If the root-level PlacementFeasible returns Success: If the recursive in-memory simulation successfully satisfies the minimum scheduling requirements (at least minGroupCount child groups under a CPG tree, or minCount pods under a flat PodGroup), the scheduling cycle succeeds. The scheduler does not trigger preemption. Instead, it commits bindings for all successfully placed member pods (comprising the minimal gang and any extra pods that placed under Alpha’s greedy pass). Any remaining member pods that failed scheduling are returned to the scheduling queue, which subsequently places the entire hierarchy back into the queue for re-evaluation.
If the root-level PlacementFeasible returns Unschedulable: If the simulation fails to satisfy the minimum requirements purely with free capacity, but the failure is resolvable (i.e. Unschedulable), no pod bindings are committed. The scheduler triggers the workload preemption engine at the root level of the hierarchy to release cluster capacity for the failed member pods.
If the root-level PlacementFeasible returns UnschedulableAndUnresolvable: If the simulation reveals that the constraints are mathematically impossible to satisfy (even if maximum preemption is used, e.g. due to hard node selectors or lack of admissible member pods), the scheduler does not commit any bindings and does NOT trigger preemption. The scheduling cycle aborts early, saving wasteful CPU processing, and the hierarchy is sent back to the queue.
During subsequent cycles: In subsequent scheduling cycles, when the root CPG with pending extra or newly scaled member pods pops from the queue, the standard recursive scheduling algorithm is executed for the root CPG hierarchy. If the recursive algorithm fails to place any (for gang policy) or all (for basic policy) of the pending member pods, the scheduler triggers the preemption engine at the root CPG level to release capacity for the remaining unschedulable pods, even if some other pending pods were successfully placed in the current cycle.

In summary, workload preemption is triggered at the root level if and only if: the root-level PlacementFeasible returns Unschedulable (i.e., the scheduling policy is not satisfied but is resolvable via preemption), OR the scheduling policy is satisfied, the hierarchy was already scheduled in a previous cycle, and the scheduler failed to place some (for gang policy) or all (for basic policy) pending member pods in the current cycle.

Inadmissible child groups

A root CompositePodGroup might successfully pass the PreEnqueue queue filter, yet contain child groups that are currently inadmissible (e.g., they do not have enough active member pods in the cluster queue to reach their minCount).

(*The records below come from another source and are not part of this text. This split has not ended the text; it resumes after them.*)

//! Redis store.
//!
//! Values are stored as plain strings under their (prefixed) key. Each tag
//! index entry is a native Redis set, extended with `SADD` so concurrent
//! tagged writes never lose members.

use crate::config::CacheConfig;
use crate::error::{CacheError, CacheResult};
use crate::options::{InvalidateOptions, Options};
use crate::store::Store;
use crate::tags::{self, TagIndex};
use crate::watch::{EventKind, StoreEvent, Watcher};
use async_trait::async_trait;
use futures::StreamExt;
use redis::aio::{ConnectionLike, ConnectionManager};
use redis::{Client, FromRedisValue, RedisResult, ToRedisArgs};
use std::future::Future;
use std::sync::Arc;
use std::time::Duration;
use tokio::sync::mpsc;
use tokio_stream::wrappers::UnboundedReceiverStream;
use tracing::{debug, error, info};

/// Channel pattern of every keyspace event.
const KEYEVENT_PATTERN: &str = "__keyevent@*__:*";

/// Redis store over any async connection.
///
/// `C` is a [`ConnectionManager`] for a single node, a cluster connection
/// (feature `cluster`), or any other [`ConnectionLike`] such as a
/// sentinel-resolved multiplexed connection.
#[derive(Clone)]
pub struct RedisStore<C = ConnectionManager>
where
    C: ConnectionLike + Clone + Send + Sync + 'static,
{
    connection: C,
    config: CacheConfig,
    watcher: Option<Arc<Watcher>>,
}

impl RedisStore<ConnectionManager> {
    /// Connect to a single Redis node.
    ///
    /// # Examples
    ///
    /// ```no_run
    /// use strata_cache::*;
    ///
    /// #[tokio::main]
    /// async fn main() -> Result<(), CacheError> {
    ///     let config = CacheConfig::redis("redis://localhost:6379")?;
    ///     let store = RedisStore::new(config).await?;
    ///     store.set("key", "value".to_string(), &Options::default()).await?;
    ///     Ok(())
    /// }
    /// ```
    pub async fn new(config: CacheConfig) -> CacheResult<Self> {
        let client =
            Client::open(config.url.as_str()).map_err(|e| CacheError::Connection(e.to_string()))?;

        let connection = tokio::time::timeout(config.connection_timeout, ConnectionManager::new(client))
            .await
            .map_err(|_| CacheError::Timeout)?
            .map_err(|e| CacheError::Connection(e.to_string()))?;

        info!(url = %config.url, "Connected Redis store");

        Ok(Self::from_connection(connection, config))
    }
}

#[cfg(feature = "cluster")]
impl RedisStore<redis::cluster_async::ClusterConnection> {
    /// Connect to a Redis Cluster through its seed nodes.
    pub async fn cluster(config: CacheConfig) -> CacheResult<Self> {
        let nodes: Vec<String> = std::iter::once(config.url.clone())
            .chain(config.cluster_nodes.iter().cloned())
            .collect();

        let client = redis::cluster::ClusterClient::new(nodes)
            .map_err(|e| CacheError::Connection(e.to_string()))?;

        let connection = tokio::time::timeout(config.connection_timeout, client.get_async_connection())
            .await
            .map_err(|_| CacheError::Timeout)?
            .map_err(|e| CacheError::Connection(e.to_string()))?;

        info!(
            seed = %config.url,
            nodes = config.cluster_nodes.len() + 1,
            "Connected Redis Cluster store"
        );

        Ok(Self::from_connection(connection, config))
    }
}

impl<C> RedisStore<C>
where
    C: ConnectionLike + Clone + Send + Sync + 'static,
{
    /// Use an already established connection.
    pub fn from_connection(connection: C, config: CacheConfig) -> Self {
        Self {
            connection,
            config,
            watcher: None,
        }
    }

    /// Get the underlying connection.
    pub fn connection(&self) -> &C {
        &self.connection
    }

    /// Subscribe to keyspace notifications through `client` and report them
    /// through a [`Watcher`].
    ///
    /// The server must have keyspace events enabled, for example with
    /// `notify-keyspace-events Egx$`. Only keys under this store's prefix are
    /// reported, without the prefix; tag index keys are skipped. The
    /// subscription ends with [`RedisStore::shutdown`].
    pub async fn watch(mut self, client: &Client) -> CacheResult<Self> {
        let mut pubsub = client
            .get_async_pubsub()
            .await
            .map_err(|e| CacheError::Connection(e.to_string()))?;
        pubsub.psubscribe(KEYEVENT_PATTERN).await?;

        info!(pattern = KEYEVENT_PATTERN, "Subscribed to Redis keyspace events");

        let (tx, rx) = mpsc::unbounded_channel();
        let config = self.config.clone();

        let forwarder = tokio::spawn(async move {
            let mut messages = pubsub.on_message();
            while let Some(msg) = messages.next().await {
                let stored: String = match msg.get_payload() {
                    Ok(key) => key,
                    Err(e) => {
                        error!(error = %e, "Failed to decode keyspace event payload");
                        continue;
                    }
                };
                let Some(event) = keyspace_event(&config, msg.get_channel_name(), &stored) else {
                    continue;
                };

                if tx.send(event).is_err() {
                    debug!("Keyspace event receiver dropped");
                    break;
                }
            }
        });

        let watcher = Watcher::spawn(UnboundedReceiverStream::new(rx));
        watcher.attach(forwarder);
        self.watcher = Some(Arc::new(watcher));
        Ok(self)
    }

    /// The change watcher, when enabled with [`RedisStore::watch`].
    pub fn watcher(&self) -> Option<&Watcher> {
        self.watcher.as_deref()
    }

    /// Stop the watch loop, if any.
    pub async fn shutdown(&self) {
        if let Some(watcher) = &self.watcher {
            watcher.shutdown().await;
        }
    }

    /// Build the full key with prefix.
    fn build_key(&self, key: &str) -> String {
        self.config.build_key(key)
    }

    /// Bound one round trip by the operation timeout.
    async fn round_trip<T, F>(&self, request: F) -> CacheResult<T>
    where
        F: Future<Output = RedisResult<T>>,
    {
        match tokio::time::timeout(self.config.operation_timeout, request).await {
            Ok(result) => Ok(result?),
            Err(_) => Err(CacheError::Timeout),
        }
    }
}

/// Event for a keyspace notification about `stored`, when it concerns a data
/// key of this store.
fn keyspace_event(config: &CacheConfig, channel: &str, stored: &str) -> Option<StoreEvent> {
    let key = config.caller_key(stored)?;
    let kind = event_kind(channel)?;
    Some(StoreEvent::new(key, kind))
}

/// Map a `__keyevent@<db>__:<event>` channel to an event kind.
fn event_kind(channel: &str) -> Option<EventKind> {
    match channel.rsplit(':').next()? {
        "set" => Some(EventKind::Set),
        "del" => Some(EventKind::Deleted),
        "expired" => Some(EventKind::Expired),
        "evicted" => Some(EventKind::Evicted),
        _ => None,
    }
}

/// Remaining TTL from a `PTTL` reply. `-1` means no expiry.
fn ttl_from_pttl(millis: i64) -> Option<Duration> {
    u64::try_from(millis).ok().map(Duration::from_millis)
}

/// `SET`, with `PX` only for entries that expire.
fn set_command<V: ToRedisArgs>(full_key: &str, value: V, ttl: Option<Duration>) -> redis::Cmd {
    let mut cmd = redis::cmd("SET");
    cmd.arg(full_key).arg(value);
    if let Some(ttl) = ttl {
        cmd.arg("PX").arg(px_millis(ttl));
    }
    cmd
}

/// `PX` argument for a TTL; Redis rejects zero.
fn px_millis(ttl: Duration) -> u64 {
    u64::try_from(ttl.as_millis()).unwrap_or(u64::MAX).max(1)
}

#[async_trait]
impl<C, V> Store<V> for RedisStore<C>
where
    C: ConnectionLike + Clone + Send + Sync + 'static,
    V: ToRedisArgs + FromRedisValue + Send + Sync + 'static,
{
    async fn get(&self, key: &str) -> CacheResult<V> {
        let full_key = self.build_key(key);
        let mut conn = self.connection.clone();

        let value: Option<V> = self
            .round_trip(redis::cmd("GET").arg(&full_key).query_async(&mut conn))
            .await?;
        value.ok_or_else(|| CacheError::not_found(key))
    }

    async fn get_with_ttl(&self, key: &str) -> CacheResult<(V, Option<Duration>)> {
        let full_key = self.build_key(key);
        let mut conn = self.connection.clone();

        let (value, pttl): (Option<V>, i64) = self
            .round_trip(
                redis::pipe()
                    .cmd("GET")
                    .arg(&full_key)
                    .cmd("PTTL")
                    .arg(&full_key)
                    .query_async(&mut conn),
            )
            .await?;

        match value {
            Some(value) => Ok((value, ttl_from_pttl(pttl))),
            None => Err(CacheError::not_found(key)),
        }
    }

    async fn set(&self, key: &str, value: V, options: &Options) -> CacheResult<()> {
        let full_key = self.build_key(key);
        let mut conn = self.connection.clone();

        let cmd = set_command(&full_key, value, options.ttl(self.config.default_ttl));
        let _: () = self.round_trip(cmd.query_async(&mut conn)).await?;

        if !options.tags.is_empty() {
            tags::index_tags(self, &self.config, &full_key, options).await;
        }

        Ok(())
    }

    async fn delete(&self, key: &str) -> CacheResult<()> {
        let full_key = self.build_key(key);
        self.remove(&full_key).await
    }

    async fn invalidate(&self, options: &InvalidateOptions) -> CacheResult<()> {
        tags::invalidate_tags(self, &self.config, &options.tags).await
    }

    async fn clear(&self) -> CacheResult<()> {
        let mut conn = self.connection.clone();
        let _: () = self
            .round_trip(redis::cmd("FLUSHDB").query_async(&mut conn))
            .await?;
        Ok(())
    }

    fn store_type(&self) -> &'static str {
        "redis"
    }
}

#[async_trait]
impl<C> TagIndex for RedisStore<C>
where
    C: ConnectionLike + Clone + Send + Sync + 'static,
{
    async fn members(&self, tag_key: &str) -> CacheResult<Vec<String>> {
        let mut conn = self.connection.clone();
        self.round_trip(redis::cmd("SMEMBERS").arg(tag_key).query_async(&mut conn))
            .await
    }

    async fn add_member(&self, tag_key: &str, member: &str, ttl: Duration) -> CacheResult<()> {
        let mut conn = self.connection.clone();
        let _: () = self
            .round_trip(
                redis::pipe()
                    .cmd("SADD")
                    .arg(tag_key)
                    .arg(member)
                    .ignore()
                    .cmd("PEXPIRE")
                    .arg(tag_key)
                    .arg(px_millis(ttl))
                    .ignore()
                    .query_async(&mut conn),
            )
            .await?;
        Ok(())
    }

    async fn remove(&self, key: &str) -> CacheResult<()> {
        let mut conn = self.connection.clone();
        let _: () = self
            .round_trip(redis::cmd("DEL").arg(key).query_async(&mut conn))
            .await?;
        Ok(())
    }
}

For example, consider a root CPG (minGroupCount=2) containing three nested child groups: CPG-1, PG-2, and PG-3. Both PG-2 and PG-3 are fully admissible and schedulable. However, CPG-1 has minGroupCount=2 and contains only one active child group in the cluster: PG-11 (minCount=100) with 100 pending member pods.

Without a pre-simulation check, the scheduling algorithm would execute as follows:

The scheduler starts simulating the root CPG’s children, starting with CPG-1.
To simulate CPG-1, the scheduler sequentially places all 100 member pods of its first child, PG-11, in memory.
After PG-11 finishes, the scheduler invokes PlacementFeasible on CPG-1. Since CPG-1 only scheduled 1 child group ($S=1$) but requires $M=2$, and has no more remaining children ($R=0$), PlacementFeasible returns UnschedulableAndUnresolvable.
The simulation of CPG-1 aborts, and the status is returned up to the root CPG.
The scheduler invokes PlacementFeasible on the root CPG. One child failed with UU=1, but two remain untried ($R=2$). Since $S+R \ge M$ ($0+2 \ge 2$), the root status is Wait. The scheduler continues processing sibling groups.
The scheduler successfully simulates PG-2 and PG-3. The root CPG satisfies its minGroupCount and the cycle succeeds, committing bindings for PG-2 and PG-3. However, immense CPU cycles were completely wasted simulating the 100 pods of PG-11.

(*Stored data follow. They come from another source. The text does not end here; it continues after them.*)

//! Prometheus export of strata cache statistics.
//!
//! [`PrometheusRecorder`] implements [`strata_cache::MetricsRecorder`]: hand
//! it to [`strata_cache::MetricCache::with_recorder`] and every decorated
//! call updates a `cache_collector` gauge vector labelled by service, store
//! and counter name.
//!
//! No process-global registry is used; each recorder owns (or is given)
//! its own [`prometheus::Registry`].
//!
//! # Quick Start
//!
//! ```
//! use strata_cache::*;
//! use strata_metrics::PrometheusRecorder;
//! use std::sync::Arc;
//!
//! # async fn example() -> CacheResult<()> {
//! let recorder = Arc::new(PrometheusRecorder::new("catalog").unwrap());
//!
//! let inner: Arc<dyn CacheInterface<String>> =
//!     Arc::new(Cache::<String>::new(Arc::new(MemoryStore::<String>::new(CacheConfig::memory()))));
//! let cache = MetricCache::with_recorder(inner, recorder.clone());
//!
//! cache.set("k", "v".to_string(), None).await?;
//!
//! let text = recorder.export();
//! assert!(text.contains("cache_collector"));
//! # Ok(())
//! # }
//! ```

pub mod export;
pub mod recorder;

pub use export::export_metrics_from_registry;
pub use prometheus;
pub use recorder::{COLLECTOR_NAME, PrometheusRecorder};
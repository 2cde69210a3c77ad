//! Store adapters, one per backend.

pub mod memory;

#[cfg(feature = "redis")]
pub mod redis;

#[cfg(feature = "memcached")]
pub mod memcached;

pub use memory::MemoryStore;

#[cfg(feature = "redis")]
pub use self::redis::RedisStore;

#[cfg(feature = "memcached")]
pub use memcached::MemcachedStore;
//! Tag-aware caching for async Rust.
//!
//! Provides one cache contract over several backends, with tag-based bulk
//! invalidation and composable decorators.
//!
//! # Features
//!
//! - `redis` - Redis store (enabled by default)
//! - `cluster` - Redis Cluster topology for the Redis store
//! - `memcached` - Memcached store (requires explicit opt-in)
//! - **Tag-based invalidation** - Invalidate every entry written with a tag
//! - **Decorators** - Typed JSON access, metrics, multi-tier chains and
//!   read-through loading, stackable in any order
//! - **Watch** - Change notifications from stores with native event sources
//!
//! # Examples
//!
//! ## Tag-based Invalidation
//!
//! ```
//! use strata_cache::*;
//! use std::sync::Arc;
//!
//! # async fn example() -> CacheResult<()> {
//! let cache = Cache::<String>::new(Arc::new(MemoryStore::<String>::new(CacheConfig::memory())));
//!
//! cache
//!     .set(
//!         "user:123",
//!         r#"{"name":"Alice"}"#.to_string(),
//!         Some(Options::new().with_tags(["users", "active-users"])),
//!     )
//!     .await?;
//!
//! // Drops every entry tagged "users"
//! cache.invalidate(InvalidateOptions::tags(["users"])).await?;
//! assert!(cache.get("user:123").await.unwrap_err().is_not_found());
//! # Ok(())
//! # }
//! ```
//!
//! ## Multi-tier Caching
//!
//! ```no_run
//! use strata_cache::*;
//! use std::sync::Arc;
//!
//! # async fn example() -> CacheResult<()> {
//! let l1: Arc<dyn CacheInterface<String>> =
//!     Arc::new(Cache::<String>::new(Arc::new(MemoryStore::<String>::new(CacheConfig::memory()))));
//! let l2: Arc<dyn CacheInterface<String>> = Arc::new(Cache::<String>::new(Arc::new(
//!     RedisStore::new(CacheConfig::redis("redis://localhost:6379")?).await?,
//! )));
//!
//! let chain: Arc<dyn CacheInterface<String>> = Arc::new(ChainCache::new(vec![l1, l2]));
//! let metered: Arc<dyn CacheInterface<String>> = Arc::new(MetricCache::new(chain));
//! let cache = Marshaler::new(metered);
//!
//! cache.set("answer", &42, None).await?;
//! let answer: u32 = cache.get("answer").await?;
//! # Ok(())
//! # }
//! ```
//!
//! ## Memcached Store (requires `memcached` feature)
//!
//! ```ignore
//! use strata_cache::*;
//!
//! #[tokio::main]
//! async fn main() -> Result<(), CacheError> {
//!     let config = CacheConfig::memcached("memcache://localhost:11211")?;
//!     let store = MemcachedStore::new(config).await?;
//!
//!     store.set("key", "value".to_string(), &Options::default()).await?;
//!
//!     Ok(())
//! }
//! ```

pub mod cache;
pub mod chain;
pub mod config;
pub mod error;
pub mod loadable;
pub mod marshaler;
pub mod metric;
pub mod options;
pub mod store;
pub mod stores;
pub mod tags;
pub mod watch;

pub use cache::{Cache, CacheInterface};
pub use chain::ChainCache;
pub use config::{CacheBackend, CacheConfig};
pub use error::{CacheError, CacheResult};
pub use loadable::{LoadFunction, LoadableCache};
pub use marshaler::{MarshalValue, Marshaler};
pub use metric::{MetricCache, MetricsRecorder, Stats, StatsSnapshot};
pub use options::{InvalidateOptions, Options};
pub use store::Store;
pub use stores::MemoryStore;
pub use tags::TagIndex;
pub use watch::{EventHandler, EventKind, StoreEvent, Watcher};

#[cfg(feature = "redis")]
pub use stores::RedisStore;

#[cfg(feature = "memcached")]
pub use stores::MemcachedStore;

/// Re-export commonly used types
pub mod prelude {
    pub use crate::cache::{Cache, CacheInterface};
    pub use crate::chain::ChainCache;
    pub use crate::config::CacheConfig;
    pub use crate::error::{CacheError, CacheResult};
    pub use crate::loadable::LoadableCache;
    pub use crate::marshaler::Marshaler;
    pub use crate::metric::{MetricCache, MetricsRecorder, StatsSnapshot};
    pub use crate::options::{InvalidateOptions, Options};
    pub use crate::store::Store;
    pub use crate::stores::MemoryStore;

    #[cfg(feature = "redis")]
    pub use crate::stores::RedisStore;

    #[cfg(feature = "memcached")]
    pub use crate::stores::MemcachedStore;
}
//! Error types for cache operations.

use thiserror::Error;

/// Result type for cache operations.
pub type CacheResult<T> = Result<T, CacheError>;

/// Cache-specific errors.
#[derive(Debug, Error)]
pub enum CacheError {
    /// Key absent or expired.
    #[error("Key not found: {0}")]
    NotFound(String),

    /// Redis-specific error
    #[cfg(feature = "redis")]
    #[error("Redis error: {0}")]
    Redis(#[from] redis::RedisError),

    /// Memcached-specific error
    #[cfg(feature = "memcached")]
    #[error("Memcached error: {0}")]
    Memcached(#[from] memcache::MemcacheError),

    /// Serialization error
    #[error("Serialization error: {0}")]
    Serialization(String),

    /// Deserialization error
    #[error("Deserialization error: {0}")]
    Deserialization(String),

    /// Connection error
    #[error("Connection error: {0}")]
    Connection(String),

    /// Configuration error
    #[error("Configuration error: {0}")]
    Config(String),

    /// Invalid URL
    #[error("Invalid URL: {0}")]
    InvalidUrl(String),

    /// Rejected key (empty or otherwise unusable)
    #[error("Invalid key: {0}")]
    InvalidKey(String),

    /// Write refused by the store before taking effect
    #[error("Entry rejected: {0}")]
    Rejected(String),

    /// Operation the backing store cannot perform
    #[error("Operation not supported by {store} store: {operation}")]
    Unsupported {
        store: &'static str,
        operation: &'static str,
    },

    /// Operation timeout
    #[error("Operation timeout")]
    Timeout,

    /// Some sub-steps of a multi-step operation failed.
    #[error("{operation} partially failed: {}", join_errors(.errors))]
    Partial {
        operation: &'static str,
        errors: Vec<CacheError>,
    },

    /// Generic error
    #[error("Cache error: {0}")]
    Other(String),
}

impl CacheError {
    /// Shorthand for the not-found error of `key`.
    pub fn not_found(key: impl Into<String>) -> Self {
        Self::NotFound(key.into())
    }

    /// Whether this error signals key absence rather than a failure.
    pub fn is_not_found(&self) -> bool {
        matches!(self, Self::NotFound(_))
    }

    /// Whether this error came from talking to the backend.
    pub fn is_transport(&self) -> bool {
        match self {
            Self::Connection(_) | Self::Timeout => true,
            #[cfg(feature = "redis")]
            Self::Redis(_) => true,
            #[cfg(feature = "memcached")]
            Self::Memcached(_) => true,
            _ => false,
        }
    }

    /// Whether this is a serialization or deserialization failure.
    pub fn is_encoding(&self) -> bool {
        matches!(self, Self::Serialization(_) | Self::Deserialization(_))
    }

    /// Collapse a list of sub-failures: `Ok` when empty, the single error when
    /// there is one, `Partial` otherwise.
    pub(crate) fn from_failures(operation: &'static str, mut errors: Vec<CacheError>) -> CacheResult<()> {
        match errors.len() {
            0 => Ok(()),
            1 => Err(errors.remove(0)),
            _ => Err(Self::Partial { operation, errors }),
        }
    }
}

fn join_errors(errors: &[CacheError]) -> String {
    errors
        .iter()
        .map(|e| e.to_string())
        .collect::<Vec<_>>()
        .join("; ")
}

#[cfg(test)]
mod tests {
    use super::*;

    #[test]
    fn test_not_found_is_distinguished() {
        let err = CacheError::not_found("user:1");
        assert!(err.is_not_found());
        assert!(!err.is_transport());
        assert_eq!(err.to_string(), "Key not found: user:1");

        assert!(!CacheError::Timeout.is_not_found());
        assert!(!CacheError::Deserialization("bad".into()).is_not_found());
    }

    #[test]
    fn test_partial_display_lists_every_failure() {
        let err = CacheError::Partial {
            operation: "set",
            errors: vec![
                CacheError::Timeout,
                CacheError::Connection("refused".to_string()),
            ],
        };

        let display = err.to_string();
        assert!(display.starts_with("set partially failed"));
        assert!(display.contains("Operation timeout"));
        assert!(display.contains("refused"));
    }

    #[test]
    fn test_from_failures() {
        assert!(CacheError::from_failures("clear", vec![]).is_ok());

        let single = CacheError::from_failures("clear", vec![CacheError::Timeout]).unwrap_err();
        assert!(matches!(single, CacheError::Timeout));

        let many =
            CacheError::from_failures("clear", vec![CacheError::Timeout, CacheError::Timeout])
                .unwrap_err();
        assert!(matches!(many, CacheError::Partial { ref errors, .. } if errors.len() == 2));
    }

    #[test]
    fn test_unsupported_display() {
        let err = CacheError::Unsupported {
            store: "memcached",
            operation: "get_with_ttl",
        };
        assert_eq!(
            err.to_string(),
            "Operation not supported by memcached store: get_with_ttl"
        );
    }
}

Under the refactored PlacementFeasible status model, preemption triggering is already handled correctly in these scenarios: the status evaluation will naturally resolve to UnschedulableAndUnresolvable once it determines that the minimum threshold cannot be satisfied, preventing futile preemption loops entirely.

However, as a performance optimization, we can skip evaluating the simulation of inadmissible branches entirely:

Alpha: Pre-simulation feasibility is not executed in the Alpha phase. The scheduler performs the sequential child group simulations, relying on the post-evaluation PlacementFeasible check to trigger early aborts.
Beta: We will implement an optimized pre-simulation check. The scheduler will invoke the PlacementFeasible checker before starting the recursive in-memory simulation of child groups. If the pre-simulation check determines that a subtree is inadmissible (e.g., a nested child group is missing too many member pods to ever satisfy its minCount), it immediately returns UnschedulableAndUnresolvable early, bypassing all child pod placements entirely and saving costly CPU cycles.

Resource stealing under greedy evaluation

When a CPG is evaluated, child groups are processed sequentially in their pre-sorted order. Under the greedy evaluation, child groups try to schedule as many member pods as possible (potentially exceeding their minCount requirements).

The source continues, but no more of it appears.